impl SingletonBeanRegistry {
    pub fn new() -> Self {
        Self {
            id: REGISTRY_IDS.fetch_add(1, Ordering::Relaxed),
            singletons: RwLock::new(HashMap::new()),
            registered_order: Mutex::new(Vec::new()),
            early_singletons: RwLock::new(HashMap::new()),
            singleton_factories: Mutex::new(HashMap::new()),
            creation_locks: Mutex::new(HashMap::new()),
            in_creation: RwLock::new(HashSet::new()),
            in_destruction: Mutex::new(HashSet::new()),
            destroying: AtomicBool::new(false),
            disposables: Mutex::new(Vec::new()),
            dependent_beans: RwLock::new(HashMap::new()),
            bean_dependencies: RwLock::new(HashMap::new()),
        }
    }

    /// Registers an externally constructed singleton under `name`.
    pub fn register_singleton(
        &self,
        name: &str,
        instance: Arc<dyn Any + Send + Sync>,
    ) -> ContainerResult<()> {
        let mut singletons = self.singletons.write();
        if singletons.contains_key(name) {
            return Err(ContainerError::store(format!(
                "Could not register singleton '{name}': there is already a singleton bound under that name"
            )));
        }
        singletons.insert(name.to_string(), instance);
        drop(singletons);
        self.record_registration(name);
        Ok(())
    }

    fn record_registration(&self, name: &str) {
        let mut order = self.registered_order.lock();
        if !order.iter().any(|n| n == name) {
            order.push(name.to_string());
        }
    }

    /// Caches a completed singleton, clearing any early-reference state.
    fn add_singleton(&self, name: &str, instance: Arc<dyn Any + Send + Sync>) {
        {
            let mut singletons = self.singletons.write();
            singletons.insert(name.to_string(), instance);
        }
        self.early_singletons.write().remove(name);
        self.singleton_factories.lock().remove(name);
        self.record_registration(name);
    }

    /// Returns the cached instance for `name`. With `allow_early`, a bean
    /// currently in creation may yield its sanctioned early reference.
    pub fn get_singleton(
        &self,
        name: &str,
        allow_early: bool,
    ) -> Option<Arc<dyn Any + Send + Sync>> {
        if let Some(instance) = self.singletons.read().get(name) {
            return Some(Arc::clone(instance));
        }
        if !allow_early || !self.is_currently_in_creation(name) {
            return None;
        }
        if let Some(early) = self.early_singletons.read().get(name) {
            return Some(Arc::clone(early));
        }
        let factory = self.singleton_factories.lock().remove(name)?;
        let early = factory();
        self.early_singletons
            .write()
            .insert(name.to_string(), Arc::clone(&early));
        tracing::debug!("Exposed early reference for singleton bean '{}'", name);
        Some(early)
    }

    /// Whether an early reference for `name` has actually been handed out.
    pub(crate) fn early_reference_exposed(&self, name: &str) -> bool {
        self.early_singletons.read().contains_key(name)
    }

    /// Registers a producer for the early reference of a bean in creation.
    pub fn add_singleton_factory(&self, name: &str, factory: SingletonFactory) {
        if self.singletons.read().contains_key(name) {
            return;
        }
        self.singleton_factories
            .lock()
            .insert(name.to_string(), factory);
    }

    /// Returns the completed singleton for `name`, creating it via
    /// `creator` if absent. At most one caller constructs; concurrent
    /// requests for the same name block until that construction finishes.
    pub fn get_or_create_singleton(
        &self,
        name: &str,
        creator: impl FnOnce() -> ContainerResult<Arc<dyn Any + Send + Sync>>,
    ) -> ContainerResult<Arc<dyn Any + Send + Sync>> {
        if let Some(instance) = self.get_singleton(name, false) {
            return Ok(instance);
        }
        if self.destroying.load(Ordering::Acquire) {
            return Err(ContainerError::store(format!(
                "Singleton bean '{name}' requested while singletons of this factory are in destruction"
            )));
        }
        if self.creation_path_contains(name) {
            return Err(self.circular_reference_error(name));
        }

        let name_lock = {
            let mut locks = self.creation_locks.lock();
            Arc::clone(
                locks
                    .entry(name.to_string())
                    .or_insert_with(|| Arc::new(Mutex::new(()))),
            )
        };
        let _creation_guard = name_lock.lock();

        // Another caller may have finished while this one was blocked.
        if let Some(instance) = self.get_singleton(name, false) {
            tracing::debug!(
                "Returning instance of singleton bean '{}' completed by a concurrent caller",
                name
            );
            return Ok(instance);
        }

        tracing::debug!("Creating shared instance of singleton bean '{}'", name);
        let _marker = InCreationMarker::enter(self, name)?;

        match creator() {
            Ok(instance) => {
                self.add_singleton(name, Arc::clone(&instance));
                Ok(instance)
            }
            Err(err) => {
                self.early_singletons.write().remove(name);
                self.singleton_factories.lock().remove(name);
                Err(err)
            }
        }
    }

    fn circular_reference_error(&self, name: &str) -> ContainerError {
        let mut path = self.current_creation_path();
        path.push(name.to_string());
        ContainerError::CircularReference {
            path: path.join(" -> "),
        }
    }

    /// This thread's in-flight resolution path through this registry.
    pub fn current_creation_path(&self) -> Vec<String> {
        CREATION_PATH.with(|path| {
            path.borrow()
                .iter()
                .filter(|(id, _)| *id == self.id)
                .map(|(_, n)| n.clone())
                .collect()
        })
    }

    /// Whether the current thread is itself constructing `name` (as opposed
    /// to some other thread holding the creation lock).
    pub(crate) fn in_creation_on_current_thread(&self, name: &str) -> bool {
        self.creation_path_contains(name)
    }

    fn creation_path_contains(&self, name: &str) -> bool {
        CREATION_PATH.with(|path| {
            path.borrow()
                .iter()
                .any(|(id, n)| *id == self.id && n == name)
        })
    }

    pub fn is_currently_in_creation(&self, name: &str) -> bool {
        self.in_creation.read().contains(name)
    }

    /// Container-internal override of the in-creation marker.
    pub fn set_currently_in_creation(&self, name: &str, in_creation: bool) {
        let mut markers = self.in_creation.write();
        if in_creation {
            markers.insert(name.to_string());
        } else {
            markers.remove(name);
        }
    }

    pub fn contains_singleton(&self, name: &str) -> bool {
        self.singletons.read().contains_key(name)
    }

    pub fn singleton_names(&self) -> Vec<String> {
        self.registered_order.lock().clone()
    }

    pub fn singleton_count(&self) -> usize {
        self.singletons.read().len()
    }

    /// Looks up the concrete `TypeId` of a completed singleton.
    pub fn singleton_type_id(&self, name: &str) -> Option<std::any::TypeId> {
        self.singletons
            .read()
            .get(name)
            .map(|instance| (**instance).type_id())
    }

    /// Registers a disposal hook for `name`, run on `destroy_singletons`.
    pub fn register_disposable(&self, name: &str, hook: DisposalHook) {
        let mut disposables = self.disposables.lock();
        disposables.retain(|(n, _)| n != name);
        disposables.push((name.to_string(), hook));
    }

    /// Records that `dependent` depends on `name` (and the inverse edge).
    pub fn register_dependent_bean(&self, name: &str, dependent: &str) {
        {
            let mut dependents = self.dependent_beans.write();
            let entry = dependents.entry(name.to_string()).or_default();
            if !entry.iter().any(|d| d == dependent) {
                entry.push(dependent.to_string());
            }
        }
        let mut dependencies = self.bean_dependencies.write();
        let entry = dependencies.entry(dependent.to_string()).or_default();
        if !entry.iter().any(|d| d == name) {
            entry.push(name.to_string());
        }
    }

    pub fn get_dependent_beans(&self, name: &str) -> Vec<String> {
        self.dependent_beans
            .read()
            .get(name)
            .cloned()
            .unwrap_or_default()
    }

    pub fn get_dependencies_for_bean(&self, name: &str) -> Vec<String> {
        self.bean_dependencies
            .read()
            .get(name)
            .cloned()
            .unwrap_or_default()
    }

    /// Whether `dependent` transitively depends on `name`.
    pub fn is_dependent(&self, name: &str, dependent: &str) -> bool {
        let dependents = self.dependent_beans.read();
        let mut seen = HashSet::new();
        Self::is_dependent_inner(&dependents, name, dependent, &mut seen)
    }

    fn is_dependent_inner(
        dependents: &HashMap<String, Vec<String>>,
        name: &str,
        target: &str,
        seen: &mut HashSet<String>,
    ) -> bool {
        if !seen.insert(name.to_string()) {
            return false;
        }
        let Some(direct) = dependents.get(name) else {
            return false;
        };
        if direct.iter().any(|d| d == target) {
            return true;
        }
        direct
            .iter()
            .any(|d| Self::is_dependent_inner(dependents, d, target, seen))
    }

    /// Destroys all singletons: dependents before their dependencies, in
    /// reverse completion order. Failures of one bean's hook are logged and
    /// never abort the rest of the pass.
    pub fn destroy_singletons(&self) {
        tracing::debug!(
            "Destroying {} singleton(s) in this registry",
            self.singleton_count()
        );
        self.destroying.store(true, Ordering::Release);

        let names: Vec<String> = {
            let disposables = self.disposables.lock();
            disposables.iter().rev().map(|(n, _)| n.clone()).collect()
        };
        for name in names {
            self.destroy_singleton(&name);
        }

        self.singleton_factories.lock().clear();
        self.early_singletons.write().clear();
        self.singletons.write().clear();
        self.registered_order.lock().clear();
        self.dependent_beans.write().clear();
        self.bean_dependencies.write().clear();
        self.destroying.store(false, Ordering::Release);
    }

    /// Destroys one singleton, its dependents first.
    pub fn destroy_singleton(&self, name: &str) {
        {
            let mut in_destruction = self.in_destruction.lock();
            if !in_destruction.insert(name.to_string()) {
                return;
            }
        }

        let dependents = {
            let mut map = self.dependent_beans.write();
            map.remove(name).unwrap_or_default()
        };
        for dependent in dependents {
            self.destroy_singleton(&dependent);
        }

        self.singletons.write().remove(name);
        self.early_singletons.write().remove(name);
        self.singleton_factories.lock().remove(name);
        self.registered_order.lock().retain(|n| n != name);
        self.bean_dependencies.write().remove(name);

        let hook = {
            let mut disposables = self.disposables.lock();
            disposables
                .iter()
                .position(|(n, _)| n == name)
                .map(|pos| disposables.remove(pos).1)
        };
        if let Some(hook) = hook {
            if let Err(err) = hook() {
                tracing::warn!("Destruction of bean '{}' failed: {}", name, err);
            } else {
                tracing::trace!("Destroyed singleton bean '{}'", name);
            }
        }

        self.in_destruction.lock().remove(name);
    }
}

------------

** Task brief **
How many lines of the material above contain the word "seen"? Give only the number.

** Final answer **
5